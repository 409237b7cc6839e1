// tests/partition_property.rs

use std::collections::BTreeSet;

use proptest::prelude::*;

use folderflow::path::{AssetPath, FolderPath};
use folderflow::storage::{AssetStorage, MemoryStorage};
use folderflow::template::{ImportSettings, Template, TemplateStore};
use folderflow::tree::{affected_set, resolve};
use folderflow::types::AssetKind;

const FOLDERS: [&str; 7] = ["A", "A/B", "A/B/C", "A/B/C/D", "A/E", "A/E/F", "G"];
const EXTENSIONS: [&str; 4] = ["png", "fbx", "wav", "txt"];

// Strategy for a random tree: (folder, kind, include_subfolders) templates
// and (folder, extension, name) assets, all as indices into the pools above.
fn tree_strategy() -> impl Strategy<Value = MemoryStorage> {
    let templates = proptest::collection::vec(
        (0..FOLDERS.len(), 0..AssetKind::ALL.len(), any::<bool>()),
        0..6,
    );
    let assets = proptest::collection::vec(
        (0..FOLDERS.len(), 0..EXTENSIONS.len(), 0..3usize),
        0..20,
    );

    (templates, assets).prop_map(|(templates, assets)| {
        let mut storage = MemoryStorage::new();
        for (folder_idx, ext_idx, name_idx) in assets {
            let path = format!("{}/asset{}.{}", FOLDERS[folder_idx], name_idx, EXTENSIONS[ext_idx]);
            storage.add_asset(&AssetPath::new(path).unwrap());
        }
        // A later template in the same folder replaces the earlier one.
        for (folder_idx, kind_idx, subfolders) in templates {
            let mut t = Template::new(
                FolderPath::new(FOLDERS[folder_idx]).unwrap(),
                ImportSettings::new(AssetKind::ALL[kind_idx]),
            );
            t.set_include_subfolders(subfolders);
            storage.put_template(t);
        }
        storage
    })
}

proptest! {
    #[test]
    fn same_kind_affected_sets_never_overlap(storage in tree_strategy()) {
        let store = TemplateStore::new(&storage);
        let templates = store.all_templates();

        for (i, outer) in templates.iter().enumerate() {
            for inner in templates.iter().skip(i + 1) {
                if outer.kind() != inner.kind() {
                    continue;
                }
                let a = affected_set(&store, outer);
                let b = affected_set(&store, inner);
                prop_assert!(
                    a.is_disjoint(&b),
                    "{} and {} overlap",
                    outer.folder(),
                    inner.folder()
                );
            }
        }
    }

    #[test]
    fn resolved_template_contains_the_asset(storage in tree_strategy()) {
        let store = TemplateStore::new(&storage);
        let mut folders: BTreeSet<FolderPath> = BTreeSet::new();
        for f in FOLDERS {
            folders.insert(FolderPath::new(f).unwrap());
        }

        for folder in &folders {
            for file in storage_files(&store, folder) {
                if let Some(template) = resolve(&store, &file) {
                    let members = affected_set(&store, &template);
                    prop_assert!(
                        members.iter().any(|m| m.path == file),
                        "{} resolves to {} but is not in its affected set",
                        file,
                        template.folder()
                    );
                }
            }
        }
    }
}

fn storage_files(store: &TemplateStore<'_>, folder: &FolderPath) -> Vec<AssetPath> {
    store
        .storage()
        .list_folder(folder)
        .files
        .into_iter()
        .filter(|f| !store.is_template_slot(f))
        .collect()
}
// src/flow/reimport.rs

//! Deferred, deduplicated reimport scheduling.
//!
//! Applying settings can happen while the host is inside an import
//! callback, so reimports are never run on the spot. They are queued here
//! and drained in one batch at the host's idle point via
//! [`ReimportQueue::flush`].

use std::collections::HashSet;

use tracing::{debug, warn};

use crate::errors::FlowError;
use crate::path::AssetPath;
use crate::storage::AssetStorage;

/// Result of draining the queue.
#[derive(Debug, Clone, Default, PartialEq, Eq)]
pub struct FlushOutcome {
    pub reimported: Vec<AssetPath>,
    pub failed: Vec<AssetPath>,
}

impl FlushOutcome {
    pub fn is_empty(&self) -> bool {
        self.reimported.is_empty() && self.failed.is_empty()
    }
}

/// Reimport scheduler owned by the engine.
///
/// A path is in flight from the moment it is scheduled until its reimport
/// has been attempted. Scheduling an in-flight path again is refused.
#[derive(Debug, Default)]
pub struct ReimportQueue {
    pending: Vec<AssetPath>,
    in_flight: HashSet<AssetPath>,
}

/// Releases an in-flight marker when dropped, whichever way the reimport
/// attempt ends.
struct InFlightGuard<'a> {
    in_flight: &'a mut HashSet<AssetPath>,
    path: &'a AssetPath,
}

impl Drop for InFlightGuard<'_> {
    fn drop(&mut self) {
        self.in_flight.remove(self.path);
    }
}

impl ReimportQueue {
    pub fn new() -> Self {
        Self::default()
    }

    /// Queue `path` for the next flush. Returns `false` if it is already
    /// queued or mid-reimport.
    pub fn schedule(&mut self, path: AssetPath) -> bool {
        if !self.in_flight.insert(path.clone()) {
            debug!(asset = %path, "reimport already scheduled");
            return false;
        }
        self.pending.push(path);
        true
    }

    pub fn is_in_flight(&self, path: &AssetPath) -> bool {
        self.in_flight.contains(path)
    }

    pub fn len(&self) -> usize {
        self.pending.len()
    }

    pub fn is_empty(&self) -> bool {
        self.pending.is_empty()
    }

    /// Reimport every queued asset, in scheduling order.
    ///
    /// A failing reimport is logged and does not stop the rest of the
    /// batch. Every attempted path leaves the in-flight set.
    pub fn flush(&mut self, storage: &mut dyn AssetStorage) -> FlushOutcome {
        let batch = std::mem::take(&mut self.pending);
        let mut outcome = FlushOutcome::default();
        if batch.is_empty() {
            return outcome;
        }
        debug!(count = batch.len(), "flushing deferred reimports");

        for path in &batch {
            let _guard = InFlightGuard {
                in_flight: &mut self.in_flight,
                path,
            };
            match storage.reimport(path) {
                Ok(()) => outcome.reimported.push(path.clone()),
                Err(err) => {
                    let err = FlowError::ReimportFailed {
                        path: path.clone(),
                        reason: format!("{err:#}"),
                    };
                    warn!(asset = %path, "{err}");
                    outcome.failed.push(path.clone());
                }
            }
        }
        outcome
    }
}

◆ ◆ ◆ ◆ ◆

> [WORK TO COMPLETE] Wherever the string "push" appears in the entries above, list that line.

> [ANSWER TO THE EXERCISE]
        self.pending.push(path);
                Ok(()) => outcome.reimported.push(path.clone()),
                    outcome.failed.push(path.clone());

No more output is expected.